In the current downcycle, then, the biggest competitor for every law firm – its own clients – can’t grow. And still, their everyday work must be performed. This work, Brad explains, includes employment litigation, regulatory and compliance matters, contract negotiation, intellectual property management and enforcement, real estate, and entity management. In past recessions, such work has gone out to law firms, only to get gradually clawed back. That would be a boon to law firms now, except that . . .
THE BAD NEWS, PART II:
. . . this time, legal departments have more ways than ever of getting their everyday work done—many that don’t involve law firms. For a great many tasks, they can send the work to an alternative legal services provider, send it to an offshore legal process outsourcer, build a self-service model, or automate. In the Great Recession, some of these options existed, but they have flourished as legal departments have professionalized their buying practices, often embodied in legal operations professionals. In 2008, when Brad conducted his first annual Legal Department Operations Survey, only 4% of legal operations professionals said they managed the selection of outside counsel; by 2020, that figure was up to 36%.

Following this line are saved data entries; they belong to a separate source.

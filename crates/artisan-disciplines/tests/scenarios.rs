//! End-to-end attempts against the shipped disciplines, using the in-memory
//! host adapters.

#![allow(clippy::unwrap_used, clippy::panic, clippy::arithmetic_side_effects)]

use artisan_disciplines::metals::Metal;
use artisan_disciplines::standard_registry;
use artisan_engine::memory::{
    FixedQuality, InMemoryInventory, InMemorySkills, MessageLog, SimpleTool, SoundLog, StaticEnvironment,
};
use artisan_engine::{
    AttemptError, AttemptRequest, ConsumedResource, CraftingConfig, DisciplineRegistry, HostServices, Inventory,
    RecipeIndex, ResolutionEngine, ValidationKind,
};
use artisan_types::{CrafterId, DisciplineId, Hue, ItemType, MarkOption, Position, QualityTier, SkillName, Station};
use rand::SeedableRng;
use rand::rngs::SmallRng;
use rust_decimal::Decimal;
use rust_decimal_macros::dec;

// ---------------------------------------------------------------------------
// Fixtures
// ---------------------------------------------------------------------------

struct World {
    crafter: CrafterId,
    skills: InMemorySkills,
    inventory: InMemoryInventory,
    tool: SimpleTool,
    messages: MessageLog,
    environment: StaticEnvironment,
    sounds: SoundLog,
    quality: FixedQuality,
}

impl World {
    fn new(skill: SkillName, value: Decimal) -> Self {
        let crafter = CrafterId::new();
        let mut skills = InMemorySkills::new(dec!(0.1), dec!(125));
        skills.set(crafter, skill, value);
        Self {
            crafter,
            skills,
            inventory: InMemoryInventory::new(),
            tool: SimpleTool::new(crafter, 50),
            messages: MessageLog::default(),
            environment: StaticEnvironment::default(),
            sounds: SoundLog::default(),
            quality: FixedQuality(QualityTier::Normal),
        }
    }

    fn give(&mut self, material: &str, amount: u32) {
        self.inventory.add(self.crafter, material, amount).unwrap();
    }

    fn held(&self, material: &str) -> u32 {
        self.inventory.quantity(self.crafter, &ItemType::new(material))
    }

    fn holdings(&self) -> Vec<(ItemType, u32)> {
        let mut holdings: Vec<(ItemType, u32)> = self
            .inventory
            .holdings(self.crafter)
            .map(|(material, amount)| (material.clone(), amount))
            .collect();
        holdings.sort();
        holdings
    }

    fn host(&mut self) -> HostServices<'_> {
        HostServices {
            skills: &mut self.skills,
            inventory: &mut self.inventory,
            tool: &mut self.tool,
            messenger: &mut self.messages,
            environment: &self.environment,
            effects: &self.sounds,
            quality: &mut self.quality,
        }
    }
}

fn registry() -> DisciplineRegistry {
    standard_registry().unwrap()
}

fn engine(registry: &DisciplineRegistry, id: DisciplineId) -> ResolutionEngine<'_> {
    registry.engine(id, &CraftingConfig::default()).unwrap()
}

fn index_of(engine: &ResolutionEngine<'_>, target: &str) -> RecipeIndex {
    engine.catalog().find(&ItemType::new(target)).unwrap().0
}

fn chance(engine: &ResolutionEngine<'_>, target: &str, skill: Decimal) -> Decimal {
    let (_, recipe) = engine.catalog().find(&ItemType::new(target)).unwrap();
    engine.chance_for(recipe, skill)
}

// ---------------------------------------------------------------------------
// Chance ramps
// ---------------------------------------------------------------------------

#[test]
fn plate_ramps_from_zero_floor() {
    let registry = registry();
    let tinkering = engine(&registry, DisciplineId::Tinkering);
    assert_eq!(chance(&tinkering, "Plate", dec!(0)), dec!(0));
    assert_eq!(chance(&tinkering, "Plate", dec!(25)), dec!(0.5));
    assert_eq!(chance(&tinkering, "Plate", dec!(50)), dec!(1));
}

#[test]
fn god_crafting_starts_at_an_even_chance() {
    let registry = registry();
    let god = engine(&registry, DisciplineId::GodCrafting);
    assert_eq!(chance(&god, "AmethystPlateArms", dec!(89.9)), dec!(0));
    assert_eq!(chance(&god, "AmethystPlateArms", dec!(90)), dec!(0.5));
    assert_eq!(chance(&god, "AmethystPlateArms", dec!(125)), dec!(1));
}

#[test]
fn eternal_key_is_capped() {
    let registry = registry();
    let tinkering = engine(&registry, DisciplineId::Tinkering);
    assert_eq!(chance(&tinkering, "EternalKey", dec!(90)), dec!(0.20));
    assert_eq!(chance(&tinkering, "EternalKey", dec!(120)), dec!(0.35));
}

#[test]
fn chance_never_falls_as_skill_rises() {
    let registry = registry();
    for discipline in registry.iter() {
        let engine = engine(&registry, discipline.id());
        for (_, recipe) in discipline.catalog().iter() {
            let mut previous = Decimal::ZERO;
            let mut skill = Decimal::ZERO;
            while skill <= dec!(130) {
                let current = engine.chance_for(recipe, skill);
                assert!(
                    current >= previous,
                    "{} {} fell from {previous} to {current} at {skill}",
                    discipline.id(),
                    recipe.target
                );
                assert!(current >= Decimal::ZERO && current <= Decimal::ONE);
                previous = current;
                skill += dec!(0.5);
            }
        }
    }
}

// ---------------------------------------------------------------------------
// Attempts
// ---------------------------------------------------------------------------

#[test]
fn assemblies_always_succeed() {
    let registry = registry();
    let tinkering = engine(&registry, DisciplineId::Tinkering);
    let mut world = World::new(SkillName::Tinkering, dec!(0));
    world.give("Axle", 5);
    world.give("Gears", 5);
    let mut rng = SmallRng::seed_from_u64(7);

    for _ in 0..5 {
        let request = AttemptRequest::new(world.crafter, index_of(&tinkering, "AxleGears"));
        let report = tinkering.attempt(&request, &mut world.host(), &mut rng).unwrap();
        assert!(!report.failed);
        assert_eq!(report.chance, dec!(1));
    }
    assert_eq!(world.held("Axle"), 0);
    assert_eq!(world.held("Gears"), 0);
}

#[test]
fn unworkable_metal_is_rejected_before_anything_is_spent() {
    let registry = registry();
    let tinkering = engine(&registry, DisciplineId::Tinkering);
    let mut world = World::new(SkillName::Tinkering, dec!(80));
    world.give(&Metal::Valorite.ingot().to_string(), 10);
    let before = world.holdings();
    let mut rng = SmallRng::seed_from_u64(1);

    let request =
        AttemptRequest::new(world.crafter, index_of(&tinkering, "Scissors")).material(Metal::Valorite.ingot());
    let error = tinkering.attempt(&request, &mut world.host(), &mut rng).unwrap_err();

    assert!(matches!(error, AttemptError::InsufficientSkillForMaterial { .. }));
    assert_eq!(world.holdings(), before);
    assert_eq!(world.tool.uses(), 50);
    assert!(world.skills.gains().is_empty());
    assert_eq!(world.messages.delivered().len(), 1);
}

#[test]
fn gold_goblet_keeps_its_colour_and_mark() {
    let registry = registry();
    let tinkering = engine(&registry, DisciplineId::Tinkering);
    let mut world = World::new(SkillName::Tinkering, dec!(100));
    world.quality = FixedQuality(QualityTier::Exceptional);
    world.give("GoldIngot", 4);
    let mut rng = SmallRng::seed_from_u64(3);

    let request = AttemptRequest::new(world.crafter, index_of(&tinkering, "Goblet"))
        .material("GoldIngot")
        .mark(MarkOption::Mark);
    let report = tinkering.attempt(&request, &mut world.host(), &mut rng).unwrap();

    assert!(!report.failed);
    assert_eq!(report.hue, Some(Hue(0x8A5)));
    assert!(report.makers_mark);
    assert_eq!(report.quality, Some(QualityTier::Exceptional));
    assert_eq!(world.held("GoldIngot"), 2);

    let item = world.inventory.item(report.item.unwrap()).unwrap();
    assert_eq!(item.maker, Some(world.crafter));
    assert_eq!(item.hue, Some(Hue(0x8A5)));
}

#[test]
fn eternal_keys_can_be_made_at_the_magery_minimum() {
    let registry = registry();
    let tinkering = engine(&registry, DisciplineId::Tinkering);
    let mut world = World::new(SkillName::Tinkering, dec!(120));
    world.skills.set(world.crafter, SkillName::Magery, dec!(90));
    world.tool = SimpleTool::new(world.crafter, 1_000);
    world.give("PlatinumIngot", 2_000);
    world.give("GoldIngot", 800);
    world.give("ArcaneGem", 200);
    let mut rng = SmallRng::seed_from_u64(11);
    let request = AttemptRequest::new(world.crafter, index_of(&tinkering, "EternalKey"));

    let mut made = 0;
    for _ in 0..200 {
        let report = tinkering.attempt(&request, &mut world.host(), &mut rng).unwrap();
        assert_eq!(report.chance, dec!(0.35));
        if !report.failed {
            made += 1;
        }
    }
    // 0.35 for Tinkering times 0.20 for Magery.
    assert!(made > 0, "no key in 200 attempts");
    assert!(made < 60, "{made} keys in 200 attempts");
}

#[test]
fn cooks_never_sign_their_food() {
    let registry = registry();
    let cooking = engine(&registry, DisciplineId::Cooking);
    let mut world = World::new(SkillName::Cooking, dec!(100));
    world.quality = FixedQuality(QualityTier::Exceptional);
    world.environment.add_station(Station::HeatSource);
    world.give("Eggs", 1);
    let mut rng = SmallRng::seed_from_u64(5);

    let request = AttemptRequest::new(world.crafter, index_of(&cooking, "FriedEggs")).mark(MarkOption::Mark);
    let report = cooking.attempt(&request, &mut world.host(), &mut rng).unwrap();

    assert!(!report.failed);
    assert_eq!(report.quality, Some(QualityTier::Exceptional));
    assert!(!report.makers_mark);
    let item = world.inventory.item(report.item.unwrap()).unwrap();
    assert_eq!(item.maker, None);
}

#[test]
fn do_not_color_leaves_the_item_plain() {
    let registry = registry();
    let tinkering = engine(&registry, DisciplineId::Tinkering);
    let mut world = World::new(SkillName::Tinkering, dec!(100));
    world.give("GoldIngot", 2);
    let mut rng = SmallRng::seed_from_u64(3);

    let request = AttemptRequest::new(world.crafter, index_of(&tinkering, "Goblet"))
        .material("GoldIngot")
        .do_not_color(true);
    let report = tinkering.attempt(&request, &mut world.host(), &mut rng).unwrap();
    assert_eq!(report.hue, None);
}

#[test]
fn smithing_without_a_forge_spends_nothing() {
    let registry = registry();
    let smithing = engine(&registry, DisciplineId::Blacksmithy);
    let mut world = World::new(SkillName::Blacksmithy, dec!(100));
    world.give("IronIngot", 30);
    world.environment.add_station(Station::Anvil);
    let before = world.holdings();
    let mut rng = SmallRng::seed_from_u64(5);

    let request = AttemptRequest::new(world.crafter, index_of(&smithing, "Dagger"));
    let error = smithing.attempt(&request, &mut world.host(), &mut rng).unwrap_err();

    let AttemptError::Validation(failure) = error else {
        panic!("expected a validation failure, got {error:?}");
    };
    assert_eq!(failure.kind, ValidationKind::AmbientRequirement);
    assert_eq!(world.holdings(), before);
    assert_eq!(world.tool.uses(), 50);
}

#[test]
fn success_consumes_every_line_exactly() {
    let registry = registry();
    let tinkering = engine(&registry, DisciplineId::Tinkering);
    let mut world = World::new(SkillName::Tinkering, dec!(80));
    world.give("BolaBall", 6);
    world.give("Leather", 5);
    let mut rng = SmallRng::seed_from_u64(11);

    let request = AttemptRequest::new(world.crafter, index_of(&tinkering, "Bola"));
    let report = tinkering.attempt(&request, &mut world.host(), &mut rng).unwrap();

    assert!(!report.failed);
    assert_eq!(
        report.consumed,
        vec![
            ConsumedResource {
                material: ItemType::new("BolaBall"),
                quantity: 4
            },
            ConsumedResource {
                material: ItemType::new("Leather"),
                quantity: 3
            },
        ]
    );
    assert_eq!(world.held("BolaBall"), 2);
    assert_eq!(world.held("Leather"), 2);
}

#[test]
fn missing_secondary_material_spends_nothing() {
    let registry = registry();
    let tinkering = engine(&registry, DisciplineId::Tinkering);
    let mut world = World::new(SkillName::Tinkering, dec!(80));
    world.give("BolaBall", 6);
    world.give("Leather", 2);
    let before = world.holdings();
    let mut rng = SmallRng::seed_from_u64(11);

    let request = AttemptRequest::new(world.crafter, index_of(&tinkering, "Bola"));
    let error = tinkering.attempt(&request, &mut world.host(), &mut rng).unwrap_err();

    assert!(matches!(
        error,
        AttemptError::InsufficientResource {
            required: 3,
            available: 2,
            ..
        }
    ));
    assert_eq!(world.holdings(), before);
}

#[test]
fn failure_rolls_no_quality() {
    let registry = registry();
    let tinkering = engine(&registry, DisciplineId::Tinkering);
    let mut world = World::new(SkillName::Tinkering, dec!(0));
    world.give("IronIngot", 10);
    let mut rng = SmallRng::seed_from_u64(13);

    let request = AttemptRequest::new(world.crafter, index_of(&tinkering, "Scales"));
    let report = tinkering.attempt(&request, &mut world.host(), &mut rng).unwrap();

    assert!(report.failed);
    assert_eq!(report.chance, dec!(0));
    assert_eq!(report.quality, None);
    assert_eq!(report.item, None);
    assert!(!report.makers_mark);
    assert!(world.inventory.created().is_empty());
}

#[test]
fn chosen_tier_is_the_material_spent() {
    let registry = registry();
    let tinkering = engine(&registry, DisciplineId::Tinkering);
    let mut world = World::new(SkillName::Tinkering, dec!(80));
    world.give("IronIngot", 10);
    world.give("CopperIngot", 10);
    let mut rng = SmallRng::seed_from_u64(17);

    let request = AttemptRequest::new(world.crafter, index_of(&tinkering, "Scissors")).material("CopperIngot");
    let report = tinkering.attempt(&request, &mut world.host(), &mut rng).unwrap();

    assert_eq!(report.material, ItemType::new("CopperIngot"));
    assert_eq!(report.hue, None);
    assert_eq!(world.held("IronIngot"), 10);
    assert_eq!(world.held("CopperIngot"), 8);
}

#[test]
fn god_crafting_only_inside_the_forge_room() {
    let registry = registry();
    let god = engine(&registry, DisciplineId::GodCrafting);
    let mut world = World::new(SkillName::Blacksmithy, dec!(125));
    world.give("RubyIngot", 40);
    let mut rng = SmallRng::seed_from_u64(19);
    let request = AttemptRequest::new(world.crafter, index_of(&god, "RubyPlateHelm"));

    world.environment.move_to(Some(Position { x: 1_000, y: 1_000 }));
    assert!(god.attempt(&request, &mut world.host(), &mut rng).is_err());
    assert_eq!(world.held("RubyIngot"), 40);

    world.environment.move_to(Some(Position { x: 1_110, y: 1_970 }));
    let report = god.attempt(&request, &mut world.host(), &mut rng).unwrap();
    assert!(!report.failed);
    assert_eq!(world.held("RubyIngot"), 25);
}

#[test]
fn cooking_needs_the_oven() {
    let registry = registry();
    let cooking = engine(&registry, DisciplineId::Cooking);
    let mut world = World::new(SkillName::Cooking, dec!(100));
    world.give("Dough", 1);
    let mut rng = SmallRng::seed_from_u64(23);
    let request = AttemptRequest::new(world.crafter, index_of(&cooking, "BreadLoaf"));

    let error = cooking.attempt(&request, &mut world.host(), &mut rng).unwrap_err();
    assert!(matches!(error, AttemptError::Validation(_)));
    assert_eq!(world.held("Dough"), 1);

    world.environment.add_station(Station::Oven);
    let report = cooking.attempt(&request, &mut world.host(), &mut rng).unwrap();
    assert!(!report.failed);
    assert_eq!(world.held("Dough"), 0);
    assert!(world.sounds.played().is_empty());
}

This trend, and the fact that law firms are no longer the only outside partner in town, should make them sweat. But they have something important working in their favor, namely that . . .
THE GOOD NEWS, PART II:
. . . in-house counsel prefer to work with their law firm partners. Those firms are still their trusted advisors, with whom they have close relationships. And while law firms are no longer the automatic outside choice, they are in the pole position because they alone have the ability to combine the process innovations of ALSPs with all the benefits that accompany law firm relationships, which range from strategic insights to golfing buddies. Law firms can win new business by providing the cost-saving innovations clients want: creative pricing, improved project management, better use of technology, and client-facing digital services.
If they do, they’ll resolve the tension that general counsel feel between sending work where they want to, and where cost pressures demand. They will also recapture work they haven’t had for decades – and keep it.
And they may never have to wonder again: Where Will the Work Go?